Samson Co

Sport
- Sport: Wushu
- Event(s): Changquan, Jianshu, Qiangshu

Medal record
Men's Wushu Taolu
Representing Philippines
World Championships
| Gold medal – first place | 1991 Beijing | Qiangshu |
| Gold medal – first place | 1993 Kuala Lumpur | Qiangshu |
| Silver medal – second place | 1993 Kuala Lumpur | Jianshu |
| Bronze medal – third place | 1991 Beijing | Jianshu |
SEA Games
| Gold medal – first place | 1991 Manila | Jianshu |
| Gold medal – first place | 1991 Manila | Qiangshu |
| Gold medal – first place | 1993 Singapore | Qiangshu |
| Bronze medal – third place | 1993 Singapore | Jianshu |

= Samson Co =

Filipino wushu practitioner

Samson Co is a retired competitive wushu taolu athlete from the Philippines, and a current coach for the Philippines wushu team.

== Career ==
Co made his international debut at the 1991 World Wushu Championships where he became the world champion in qiangshu and won a bronze medal in jianshu. A few months later, he won two gold medals in jianshu and qiangshu at the 1991 SEA Games. Two years later, Co competed in the 1993 SEA Games and won a gold medal in qiangshu and bronze medal in jianshu. A few months later, he competed in the 1993 World Wushu Championships and once again became the world champion in qiangshu and also won a silver medal in jianshu. He subsequently retired from competitive wushu.
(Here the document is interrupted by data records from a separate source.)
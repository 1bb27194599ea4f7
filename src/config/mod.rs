//! Configuration management for the murmur relay

pub mod file;

use std::path::PathBuf;
use std::time::Duration;

use crate::{Error, Result};

/// Default chat model
pub const DEFAULT_CHAT_MODEL: &str = "gpt-4o-mini";

/// Default Deepgram STT model
pub const DEFAULT_STT_MODEL: &str = "general";

/// Default Deepgram TTS voice model
pub const DEFAULT_TTS_MODEL: &str = "aura-asteria-en";

/// Relay configuration
#[derive(Debug, Clone)]
pub struct Config {
    /// Path to data directory (database, prompts)
    pub data_dir: PathBuf,

    /// Directory holding `.txt` system prompts
    pub prompts_dir: PathBuf,

    /// Voice session configuration
    pub voice: VoiceConfig,

    /// API keys
    pub api_keys: ApiKeys,

    /// HTTP server configuration
    pub server: ServerConfig,

    /// Chat model identifier
    pub chat_model: String,

    /// STT model identifier
    pub stt_model: String,

    /// TTS voice model identifier
    pub tts_model: String,
}

/// HTTP server configuration
#[derive(Debug, Clone)]
pub struct ServerConfig {
    /// Port to listen on
    pub port: u16,

    /// Path to static files directory (web UI), served as a fallback
    pub static_dir: Option<PathBuf>,
}

/// Voice session configuration: sampler tick, calibration window, and
/// hysteresis timings for the detector
#[derive(Debug, Clone)]
pub struct VoiceConfig {
    /// Enable the local voice session
    pub enabled: bool,

    /// Sampler tick interval
    pub tick_interval: Duration,

    /// Calibration window at session start
    pub calibration_window: Duration,

    /// Absolute lower bound for the detection threshold
    pub rms_floor: f32,

    /// Multiplier applied to the calibrated ambient RMS
    pub ambient_multiplier: f32,

    /// Sustained speech required to open an utterance
    pub min_speech: Duration,

    /// Sustained silence required to close an utterance
    pub end_silence: Duration,

    /// Relay endpoint the session posts utterances to; defaults to the
    /// local server
    pub relay_url: Option<String>,

    /// User identifier sent with each utterance
    pub user_id: String,

    /// Prompt name sent with each utterance
    pub prompt_name: String,

    /// Greeting spoken when the session starts
    pub greeting: String,
}

impl Default for VoiceConfig {
    fn default() -> Self {
        Self {
            enabled: true,
            tick_interval: Duration::from_millis(50),
            calibration_window: Duration::from_millis(1000),
            rms_floor: 0.02,
            ambient_multiplier: 3.0,
            min_speech: Duration::from_millis(250),
            end_silence: Duration::from_millis(800),
            relay_url: None,
            user_id: "anonymous".to_string(),
            prompt_name: "default".to_string(),
            greeting: "Hi, I am the voice assistant. How can I help you today?".to_string(),
        }
    }
}

/// API keys for external services
#[derive(Debug, Clone, Default)]
pub struct ApiKeys {
    /// `OpenAI` API key (chat completions, alternative TTS)
    pub openai: Option<String>,

    /// `Deepgram` API key (STT and TTS)
    pub deepgram: Option<String>,
}

impl Config {
    /// Load configuration from the environment with the optional TOML
    /// file overlay. Env vars win over the file; the file wins over
    /// defaults.
    ///
    /// # Errors
    ///
    /// Returns `Error::Config` if a required API key is missing --
    /// the process must not start without credentials.
    pub fn load(disable_voice: bool) -> Result<Self> {
        let overlay = file::load_config_file();

        let openai = env_or(overlay.api_keys.openai, "OPENAI_API_KEY");
        let deepgram = env_or(overlay.api_keys.deepgram, "DEEPGRAM_API_KEY");

        if openai.is_none() {
            return Err(Error::Config("missing OPENAI_API_KEY".to_string()));
        }
        if deepgram.is_none() {
            return Err(Error::Config("missing DEEPGRAM_API_KEY".to_string()));
        }

        let data_dir = overlay
            .server
            .data_dir
            .map(PathBuf::from)
            .unwrap_or_else(default_data_dir);

        let prompts_dir = overlay
            .server
            .prompts_dir
            .map(PathBuf::from)
            .unwrap_or_else(|| data_dir.join("prompts"));

        let mut voice = VoiceConfig {
            enabled: !disable_voice && overlay.voice.enabled.unwrap_or(true),
            ..VoiceConfig::default()
        };
        if let Some(ms) = overlay.voice.tick_interval_ms {
            voice.tick_interval = Duration::from_millis(ms);
        }
        if let Some(ms) = overlay.voice.min_speech_ms {
            voice.min_speech = Duration::from_millis(ms);
        }
        if let Some(ms) = overlay.voice.end_silence_ms {
            voice.end_silence = Duration::from_millis(ms);
        }
        if let Some(floor) = overlay.voice.rms_floor {
            voice.rms_floor = floor;
        }
        if let Some(mult) = overlay.voice.ambient_multiplier {
            voice.ambient_multiplier = mult;
        }
        if let Some(user) = overlay.voice.user_id {
            voice.user_id = user;
        }
        if let Some(prompt) = overlay.voice.prompt_name {
            voice.prompt_name = prompt;
        }
        if let Some(greeting) = overlay.voice.greeting {
            voice.greeting = greeting;
        }
        // CLI flag / env override happens in main, after load
        voice.relay_url = overlay.voice.relay_url;

        Ok(Self {
            data_dir,
            prompts_dir,
            voice,
            api_keys: ApiKeys { openai, deepgram },
            server: ServerConfig {
                port: overlay.server.port.unwrap_or(3000),
                static_dir: overlay.server.static_dir.map(PathBuf::from),
            },
            chat_model: env_or(overlay.llm.chat_model, "OPENAI_MODEL")
                .unwrap_or_else(|| DEFAULT_CHAT_MODEL.to_string()),
            stt_model: env_or(overlay.llm.stt_model, "DEEPGRAM_STT_MODEL")
                .unwrap_or_else(|| DEFAULT_STT_MODEL.to_string()),
            tts_model: env_or(overlay.llm.tts_model, "DEEPGRAM_TTS_MODEL")
                .unwrap_or_else(|| DEFAULT_TTS_MODEL.to_string()),
        })
    }
}

/// Env var wins over the file overlay value
fn env_or(overlay: Option<String>, var: &str) -> Option<String> {
    std::env::var(var).ok().filter(|v| !v.is_empty()).or(overlay)
}

/// Default data directory: `~/.local/share/murmur/` (platform equivalent)
fn default_data_dir() -> PathBuf {
    let dir = directories::BaseDirs::new().map_or_else(
        || PathBuf::from(".local/share/murmur"),
        |d| d.data_dir().join("murmur"),
    );

    if let Err(e) = std::fs::create_dir_all(&dir) {
        tracing::warn!(path = %dir.display(), error = %e, "failed to create data directory");
    }

    dir
}

#[cfg(test)]
mod tests {
    use super::*;

    #[test]
    fn voice_defaults_match_detection_timings() {
        let voice = VoiceConfig::default();
        assert_eq!(voice.tick_interval, Duration::from_millis(50));
        assert_eq!(voice.min_speech, Duration::from_millis(250));
        assert_eq!(voice.end_silence, Duration::from_millis(800));
        assert!((voice.rms_floor - 0.02).abs() < f32::EPSILON);
        assert!((voice.ambient_multiplier - 3.0).abs() < f32::EPSILON);
    }
}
After retiring from competitive wushu, he became a coach, eventually becoming the Philippines Wushu Team national coach, and became a board member for the Wushu Federation of the Philippines. His students have achieved gold medals at the World Wushu Championships, silver medals at the Asian Games, gold medals at the SEA Games, and gold medals at the World Junior Wushu Championships. Co has coached Arvin Ting, Daniel Parantac, and Sandrex Gainsan among others.